Saturday, April 19, 2003

From A conservative blog for peace correspondent Lee Penn
US forces encourage looting
by Ole Rothenborg, Dagens Nyheter, Sweden's largest circulation daily

But there is still some good in the world:
Carlos Santana’s official site
¡Gracias a Dios! A master musician for 35 years and the elder statesman of Latino fusion rock. He deserved that Grammy four years ago (long overdue).

About the last Hapsburg emperor of Austria-Hungary:
The Emperor Karl League of Prayers for Peace Among Nations
The Vatican is considering his cause for sainthood and on April 12 declared he was of heroic virtue and named him 'venerable'.

World War I was evil. Period. Note it knocked out both apostolic Christian emperors in Europe, dethroning Austria-Hungary's and marytring (murdering) the Tsar of Russia. (The late Fr Seraphim [Rose], Russian Orthodox, saw the latter event as supremely important, opening the door to the antichrist.) It directly paved the way for Hitler and, worse, the Soviet empire and, longer lasting (continuing today), it passed the baton of world power from the nominally Christian British Empire (it helps to remember that this world empire, not exactly moral, was the creation of Protestant, not medieval, Britain) to its secular offspring (a product of English Protestantism and its sequential movement, the English 'Enlightenment'), what was fast becoming the American empire.

April 19th (Roman Rite)
St Alphege (Also known as Elphege)
Archbishop of Canterbury, Martyr, 954-1012

Saint Elphege was born in the year 954, of a noble Saxon family. He became a
monk in the monastery of Deerhurst, near Tewkesbury, England, and afterwards
lived as a hermit near Bath, where he founded a community under the rule of
Saint Benedict and became its first abbot.

At thirty years of age he was chosen Bishop of Winchester, and twenty-two
years later became Archbishop of Canterbury. In 1011, when the Danes landed
in Kent and took the city of Canterbury, putting all to fire and sword,
Saint Elphege was captured and carried off in the expectation of a large
ransom. He was, however, unwilling that his ruined church and people should
be put to such expense, and was therefore kept in prison at Greenwich for
seven months.

While he was thus confined, some friends came and urged him to impose a tax
upon his tenants to raise the sum demanded for his ransom. "What reward can
I hope for," said he, "if I spend upon myself what belongs to the poor?
Better give to the poor what is ours, than take from them the little which
is their own." He continued to refuse to exact a ransom, and the enraged
Danes finally fell upon him in a fury, beat him with the blunt sides of
their weapons, and bruised him with stones. One whom the Saint had baptized
shortly before, put an end to his sufferings by the blow of an axe. He died
on Easter Saturday, April 19, 1012; his last words were a prayer for his

His body was first buried in Saint Paul's, London, but was afterwards
translated to Canterbury by King Canute. A church dedicated to Saint Elphege
still stands upon the place of his martyrdom at Greenwich.

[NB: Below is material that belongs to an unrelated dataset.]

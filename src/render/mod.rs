pub mod overlay;

pub use overlay::{clear, OverlayRenderer, MIN_VISIBLE_OPACITY};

Reflection. Those who are in high position should consider themselves as
stewards rather than masters of the wealth or power entrusted to them for
the benefit of the poor and weak. Saint Elphege died rather than extort his
ransom from the poor tenants of the Church lands.

Source: Little Pictorial Lives of the Saints, a compilation based on
Butler's Lives of the Saints and other sources by John Gilmary Shea
(Benziger Brothers: New York, 1894).

Spiritual Bouquet: What does it profit a man, if he gains the whole world,
but suffers the loss of his own soul? St. Matthew 16:26

Other Martyrs of the Faith

At Corinth, the birthday of St. Timon, one of the seven first deacons (of
Jerusalem) (Acts 6:5) He first took up his abode as a teacher at Berea; spreading
the word of the Lord from there, he came to Corinth. There, he is said to
have been cast into the flames by the Jews and Greeks, but was in no wise
hurt. He at last completed his martyrdom by crucifixion.

At Melitine in Armenia, the holy martyrs Hermogenes, Caius, Expeditus,
Aristonicus, Rufus, and Galata, who were all crowned on the same day.

At Collioure in the Spanish Archdiocese of Tarragona, the suffering of
St. Vincent, martyr. (Actually, Collioure is on the French side of the Pyrenees; but long
ago, the Diocese of Perpignan to which it belongs was a suffragan of
Tarragona; hence the rather confusing reference in the Martyrology.)

On the same day, the holy martyrs Socrates and Dionysius, who were pierced
with lances.

At Jerusalem, St. Paphnutius, martyr.

At Rome, Pope St. Leo IX, noted for his virtues and miracles.

At Antioch in Pisidia, St. George, bishop, who for his veneration of holy
images died in exile.

In the monastery of Lobbes in Belgium, St. Ursmar, bishop.

At Florence, St. Crescentius, confessor, who was a disciple of Bishop St.